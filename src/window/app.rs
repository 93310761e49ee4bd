//! Debug panel window

use crossbeam_channel::Receiver;
use egui::RichText;
use tracing::{info, warn};

use crate::bridge::Transport;
use crate::config::WindowSettings;
use crate::panel::input::{escape_gesture, suppress_escape};
use crate::panel::state::FORM_TITLE;
use crate::panel::{Gesture, GestureEvent, PanelController, PanelPhase};
use crate::protocol::InboundEvent;
use crate::window::theme::{self, color_with_alpha, ThemeColors, ThemeSettings};

/// The panel window: drains host events, renders the form, forwards gestures
pub struct DebugPanelApp<T: Transport> {
    controller: PanelController<T>,
    inbound: Receiver<InboundEvent>,
    theme_applied: bool,
}

impl<T: Transport> DebugPanelApp<T> {
    pub fn new(controller: PanelController<T>, inbound: Receiver<InboundEvent>) -> Self {
        Self {
            controller,
            inbound,
            theme_applied: false,
        }
    }

    /// Create eframe options for the panel window
    pub fn options(settings: &WindowSettings) -> eframe::NativeOptions {
        eframe::NativeOptions {
            viewport: egui::ViewportBuilder::default()
                .with_inner_size([settings.width, settings.height])
                .with_min_inner_size([360.0, 160.0])
                .with_title(settings.title.clone()),
            ..Default::default()
        }
    }

    /// Process queued host events in delivery order
    fn process_events(&mut self, ctx: &egui::Context) {
        while let Ok(event) = self.inbound.try_recv() {
            self.controller.handle_event(event);
        }

        for payload in self.controller.take_themes() {
            match ThemeSettings::from_payload(&payload) {
                Ok(settings) => {
                    info!("Applying host theme");
                    theme::apply_theme(ctx, &settings);
                }
                Err(e) => {
                    warn!("Unreadable theme payload, using default theme: {}", e);
                    theme::apply_theme(ctx, &ThemeSettings::default());
                }
            }
        }
    }

    fn gesture(&mut self, gesture: Gesture) {
        self.controller.handle_gesture(&mut GestureEvent::new(gesture));
    }

    fn render_form(&mut self, ui: &mut egui::Ui) {
        ui.heading(FORM_TITLE);
        ui.add_space(6.0);
        ui.label("LaTeX could not compile the item. Check the log file for details.");

        let state = self.controller.ui_state().clone();
        if !state.info_text.is_empty() {
            ui.add_space(8.0);
            ui.label(&state.info_text);
        }

        if let Some(mismatch) = self.controller.token_mismatch() {
            ui.add_space(8.0);
            egui::Frame::none()
                .fill(color_with_alpha(ThemeColors::ACCENT_WARNING, 40))
                .inner_margin(6.0)
                .show(ui, |ui| {
                    ui.label(
                        RichText::new(format!(
                            "Plug-in build {} does not match panel build {}",
                            mismatch.received, mismatch.expected
                        ))
                        .small()
                        .color(ThemeColors::ACCENT_WARNING),
                    );
                });
        }

        ui.add_space(12.0);
        ui.separator();
        ui.add_space(6.0);

        ui.horizontal(|ui| {
            if ui
                .add_enabled(state.confirm_enabled, egui::Button::new(&state.confirm_label))
                .clicked()
            {
                self.gesture(Gesture::Confirm);
            }
            if ui.button("Open log").clicked() {
                self.gesture(Gesture::OpenLog);
            }
            if ui.button("Create debug files").clicked() {
                self.gesture(Gesture::CreateDebug);
            }
            if ui.button(&state.cancel_label).clicked() {
                self.gesture(Gesture::Cancel);
            }
        });
    }
}

impl<T: Transport> eframe::App for DebugPanelApp<T> {
    fn update(&mut self, ctx: &egui::Context, _frame: &mut eframe::Frame) {
        if !self.theme_applied {
            theme::apply_theme(ctx, &ThemeSettings::default());
            self.theme_applied = true;
        }

        self.process_events(ctx);

        if let Some(mut event) = escape_gesture(ctx) {
            self.controller.handle_gesture(&mut event);
            if event.is_default_prevented() {
                suppress_escape(ctx);
            }
        }

        egui::CentralPanel::default().show(ctx, |ui| {
            egui::Frame::none().inner_margin(12.0).show(ui, |ui| {
                self.render_form(ui);
            });
        });

        if self.controller.phase() == PanelPhase::Closing {
            ctx.send_viewport_cmd(egui::ViewportCommand::Close);
        }
    }
}

/// Run the panel window until it is closed
pub fn run_panel<T: Transport + 'static>(
    settings: &WindowSettings,
    create: impl FnOnce(&egui::Context) -> DebugPanelApp<T> + 'static,
) -> Result<(), eframe::Error> {
    eframe::run_native(
        &settings.title,
        DebugPanelApp::<T>::options(settings),
        Box::new(move |cc| Ok(Box::new(create(&cc.egui_ctx)))),
    )
}
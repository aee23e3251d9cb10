//! Config command implementation.

use crate::cli::{ConfigAction, ConfigArgs};
use crate::config;
use crate::error::Result;
use crate::output::Formatter;
use std::path::Path;

/// Execute the config command.
pub fn execute_config(args: ConfigArgs, path: &Path, formatter: &Formatter) -> Result<()> {
    match args.action {
        ConfigAction::Init { root, scan_all, force } => {
            let written = config::init(path, &root, scan_all, force)?;
            println!(
                "{}",
                formatter.success(&format!(
                    "Wrote {} (root: {})",
                    path.display(),
                    written.path.display()
                ))
            );
        }
        ConfigAction::Show => {
            let loaded = config::load(path)?;
            print!("{}", loaded.to_toml()?);
        }
        ConfigAction::Path => {
            println!("{}", path.display());
        }
    }

    Ok(())
}
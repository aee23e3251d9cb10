//! Run command implementation.

use crate::config;
use crate::error::Result;
use crate::output::Formatter;
use lessonbeat_harvester::{HarvestWorker, JsonLinesSink};
use std::path::Path;
use tracing::info;

/// Execute the run command.
///
/// Harvests every period until Ctrl+C, writing JSON lines to stdout.
pub async fn execute_run(config_path: &Path, formatter: &Formatter) -> Result<()> {
    let config = config::load(config_path)?;
    info!(
        config = %config_path.display(),
        root = %config.path.display(),
        period_secs = config.period_secs,
        scan_all = config.scan_all,
        "Loaded configuration"
    );

    let mut worker = HarvestWorker::new(&config);
    worker.run(JsonLinesSink::new(std::io::stdout())).await?;

    eprintln!("{}", formatter.summary(worker.metrics()));
    Ok(())
}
___
Each line in the listing above that includes the word "ThemeSettings" needs to be copied out.

> [Problem solution]:
use crate::window::theme::{self, color_with_alpha, ThemeColors, ThemeSettings};
            match ThemeSettings::from_payload(&payload) {
                    theme::apply_theme(ctx, &ThemeSettings::default());
            theme::apply_theme(ctx, &ThemeSettings::default());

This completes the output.